Как я воспитываю лучшего друга женщины

Урок 3. Проблемная собака

Не бойтесь себе признаться, что у вас проблемная собака. Проблемную собаку вы узнаете, кроме всего прочего, по тому, как она выражает страх перед разлукой: пес воет, скребется, беспорядочно мечется, портит вещи. По большей части причина здесь в том, что ваш песик скучает.

С такой собакой одними упражнениями на воспитание дисциплины не обойтись. Лучше бы всего, конечно, покидая квартиру, запереть вашего малыша в клетку с железными прутьями, но это противоречит всем правилам гуманного содержания. Так что вам остается только позаботиться о присмотре. Эту задачу могли бы взять на себя надежные друзья. Есть еще выход: на время вашего отсутствия отправьте своего любимца на волю. Как стайное животное, в обществе он будет чувствовать себя спокойнее. Правильно организованный досуг собаки под компетентным руководством даст вам уверенность, что, придя домой, вы не застанете разоренное жилище.

Если же пренебрежете этими правилами, посчитав, что вашему малышу достаточно косточек и игрушек, чтобы на время вашего отсутствия с пользой занять себя, то последствия этого лягут виной исключительно на вас.

Все всегда думают, что это случается только с другими, а уж вы-то своевременно заметите признаки и не допустите подобной ситуации. Но однажды это происходит и с вами.

Так случилось и со мной.
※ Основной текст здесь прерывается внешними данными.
use axum::{
    Json,
    http::StatusCode,
    response::{IntoResponse, Response},
};
use std::fmt;

use super::ErrorResponse;
use crate::services::{FileError, UserError};

#[derive(Debug)]
pub enum ApiError {
    /// No session, or the session expired
    Unauthenticated(String),

    NotFound(String),

    /// Download refused by the access policy
    AccessDenied(String),

    DuplicateIdentity(String),

    InvalidCredential(String),

    ValidationError(String),

    PayloadTooLarge(String),

    DatabaseError(String),

    InternalError(String),
}

impl fmt::Display for ApiError {
    fn fmt(&self, f: &mut fmt::Formatter<'_>) -> fmt::Result {
        match self {
            Self::Unauthenticated(msg) => write!(f, "Unauthenticated: {msg}"),
            Self::NotFound(msg) => write!(f, "Not found: {msg}"),
            Self::AccessDenied(msg) => write!(f, "Access denied: {msg}"),
            Self::DuplicateIdentity(msg) => write!(f, "Duplicate identity: {msg}"),
            Self::InvalidCredential(msg) => write!(f, "Invalid credential: {msg}"),
            Self::ValidationError(msg) => write!(f, "Validation error: {msg}"),
            Self::PayloadTooLarge(msg) => write!(f, "Payload too large: {msg}"),
            Self::DatabaseError(msg) => write!(f, "Database error: {msg}"),
            Self::InternalError(msg) => write!(f, "Internal error: {msg}"),
        }
    }
}

impl std::error::Error for ApiError {}

impl IntoResponse for ApiError {
    fn into_response(self) -> Response {
        let (status, error_message) = match &self {
            Self::Unauthenticated(msg) => (StatusCode::UNAUTHORIZED, msg.clone()),
            Self::NotFound(msg) => (StatusCode::NOT_FOUND, msg.clone()),
            Self::AccessDenied(msg) => (StatusCode::FORBIDDEN, msg.clone()),
            Self::DuplicateIdentity(msg)
            | Self::InvalidCredential(msg)
            | Self::ValidationError(msg) => (StatusCode::BAD_REQUEST, msg.clone()),
            Self::PayloadTooLarge(msg) => (StatusCode::PAYLOAD_TOO_LARGE, msg.clone()),
            Self::DatabaseError(msg) => {
                tracing::error!("Database error: {}", msg);
                (
                    StatusCode::INTERNAL_SERVER_ERROR,
                    "A database error occurred".to_string(),
                )
            }
            Self::InternalError(msg) => {
                tracing::error!("Internal error: {}", msg);
                (
                    StatusCode::INTERNAL_SERVER_ERROR,
                    "An internal error occurred".to_string(),
                )
            }
        };

        (status, Json(ErrorResponse::new(error_message))).into_response()
    }
}

impl From<anyhow::Error> for ApiError {
    fn from(err: anyhow::Error) -> Self {
        Self::InternalError(err.to_string())
    }
}

impl From<UserError> for ApiError {
    fn from(err: UserError) -> Self {
        match err {
            UserError::DuplicateIdentity => Self::DuplicateIdentity(err.to_string()),
            UserError::InvalidCredential => Self::InvalidCredential(err.to_string()),
            UserError::NotFound => Self::NotFound(err.to_string()),
            UserError::Validation(msg) => Self::ValidationError(msg),
            UserError::Database(msg) => Self::DatabaseError(msg),
            UserError::Internal(msg) => Self::InternalError(msg),
        }
    }
}

impl From<FileError> for ApiError {
    fn from(err: FileError) -> Self {
        match err {
            FileError::NotFound => Self::NotFound(err.to_string()),
            FileError::AccessDenied(_) => Self::AccessDenied(err.to_string()),
            FileError::Validation(msg) => Self::ValidationError(msg),
            FileError::Database(msg) => Self::DatabaseError(msg),
            FileError::Internal(msg) => Self::InternalError(msg),
        }
    }
}

impl ApiError {
    pub fn unauthenticated() -> Self {
        Self::Unauthenticated("Not authenticated".to_string())
    }

    pub fn not_found(resource: &str) -> Self {
        Self::NotFound(format!("{resource} not found"))
    }

    pub fn validation(msg: impl Into<String>) -> Self {
        Self::ValidationError(msg.into())
    }

    pub fn internal(msg: impl Into<String>) -> Self {
        Self::InternalError(msg.into())
    }
}

#[cfg(test)]
mod tests {
    use super::*;
    use crate::services::DenialReason;

    #[test]
    fn test_status_mapping() {
        let cases = [
            (ApiError::unauthenticated(), StatusCode::UNAUTHORIZED),
            (ApiError::not_found("File"), StatusCode::NOT_FOUND),
            (
                ApiError::from(FileError::AccessDenied(DenialReason::Expired)),
                StatusCode::FORBIDDEN,
            ),
            (
                ApiError::from(UserError::DuplicateIdentity),
                StatusCode::BAD_REQUEST,
            ),
            (
                ApiError::from(UserError::InvalidCredential),
                StatusCode::BAD_REQUEST,
            ),
            (ApiError::validation("bad"), StatusCode::BAD_REQUEST),
            (ApiError::internal("boom"), StatusCode::INTERNAL_SERVER_ERROR),
        ];

        for (error, expected) in cases {
            assert_eq!(error.into_response().status(), expected);
        }
    }

    #[test]
    fn test_denial_reason_is_not_exposed() {
        for reason in [
            DenialReason::Expired,
            DenialReason::LimitReached,
            DenialReason::PasswordRequired,
            DenialReason::WrongPassword,
        ] {
            let ApiError::AccessDenied(msg) = ApiError::from(FileError::AccessDenied(reason))
            else {
                panic!("expected AccessDenied");
            };
            assert_eq!(msg, "Access denied");
        }
    }
}
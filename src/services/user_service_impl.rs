//! `SeaORM` implementation of the `UserService` trait.

use async_trait::async_trait;
use regex::Regex;
use std::sync::LazyLock;
use tracing::{debug, info};

use crate::config::SecurityConfig;
use crate::db::{NewUser, Store, User};
use crate::services::credentials;
use crate::services::user_service::{UserError, UserService};

const USERNAME_MIN_LEN: usize = 3;
const USERNAME_MAX_LEN: usize = 50;
const PASSWORD_MIN_LEN: usize = 6;
const PASSWORD_MAX_LEN: usize = 128;
const EMAIL_MAX_LEN: usize = 254;

static EMAIL_RE: LazyLock<Regex> = LazyLock::new(|| {
    Regex::new(r"^[^\s@]+@[^\s@]+\.[^\s@]+$").expect("email pattern is valid")
});

pub struct SeaOrmUserService {
    store: Store,
    security: SecurityConfig,
}

impl SeaOrmUserService {
    #[must_use]
    pub const fn new(store: Store, security: SecurityConfig) -> Self {
        Self { store, security }
    }
}

fn validate_username(username: &str) -> Result<(), UserError> {
    let len = username.chars().count();
    if !(USERNAME_MIN_LEN..=USERNAME_MAX_LEN).contains(&len) {
        return Err(UserError::Validation(format!(
            "Username must be between {USERNAME_MIN_LEN} and {USERNAME_MAX_LEN} characters"
        )));
    }

    if !username
        .chars()
        .all(|c| c.is_alphanumeric() || c == '_' || c == '-' || c == '.')
    {
        return Err(UserError::Validation(
            "Username can only contain letters, numbers, underscores, hyphens, and dots"
                .to_string(),
        ));
    }

    Ok(())
}

fn validate_email(email: &str) -> Result<(), UserError> {
    if email.len() > EMAIL_MAX_LEN || !EMAIL_RE.is_match(email) {
        return Err(UserError::Validation("Email address is not valid".to_string()));
    }
    Ok(())
}

fn validate_password(password: &str) -> Result<(), UserError> {
    let len = password.chars().count();
    if !(PASSWORD_MIN_LEN..=PASSWORD_MAX_LEN).contains(&len) {
        return Err(UserError::Validation(format!(
            "Password must be between {PASSWORD_MIN_LEN} and {PASSWORD_MAX_LEN} characters"
        )));
    }
    Ok(())
}

#[async_trait]
impl UserService for SeaOrmUserService {
    async fn register(
        &self,
        username: &str,
        email: &str,
        password: &str,
    ) -> Result<User, UserError> {
        let username = username.trim();
        let email = email.trim();

        validate_username(username)?;
        validate_email(email)?;
        validate_password(password)?;

        // Fast path only; the unique constraints decide races
        if self.store.username_exists(username).await? || self.store.email_exists(email).await? {
            return Err(UserError::DuplicateIdentity);
        }

        let password_hash = credentials::hash_password_blocking(password, &self.security).await?;

        let user = self
            .store
            .create_user(NewUser {
                username: username.to_string(),
                email: email.to_string(),
                password_hash,
            })
            .await?
            .ok_or(UserError::DuplicateIdentity)?;

        info!(user_id = %user.user_id, username = %user.username, "User registered");
        Ok(user)
    }

    async fn authenticate(&self, username: &str, password: &str) -> Result<User, UserError> {
        let Some((user, password_hash)) = self
            .store
            .get_user_by_username_with_password(username.trim())
            .await?
        else {
            debug!("Login attempt for unknown username");
            return Err(UserError::InvalidCredential);
        };

        if !credentials::verify_password_blocking(password, &password_hash).await? {
            debug!(user_id = %user.user_id, "Login attempt with wrong password");
            return Err(UserError::InvalidCredential);
        }

        Ok(user)
    }

    async fn find_by_id(&self, user_id: &str) -> Result<Option<User>, UserError> {
        Ok(self.store.get_user(user_id).await?)
    }

    async fn find_by_username(&self, username: &str) -> Result<Option<User>, UserError> {
        Ok(self.store.get_user_by_username(username).await?)
    }
}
Когда тем же пятничным вечером — День нашего месячного юбилея совместного проживания! — я вернулась после душевной исповеди Алекс домой, Урс был не один.

Я застала его в объятиях другой женщины!

Ну, ладно, в его оправдание скажу: это не была дешевая шлюшка, без разбору вешающаяся на парней, это была его мать…

БЕРЕМ НА ЗАМЕТКУ: Никогда не оставляйте проблемную собаку без присмотра!

Я ведь на самом деле твердо решила принимать наши отношения всерьез. Согласна, может это просто паника, как в Средневековье перед закрытием городских ворот, когда ты стоишь по другую сторону. А я стояла перед кругленьким сороковником и еще никогда не жила совместно с мужчиной .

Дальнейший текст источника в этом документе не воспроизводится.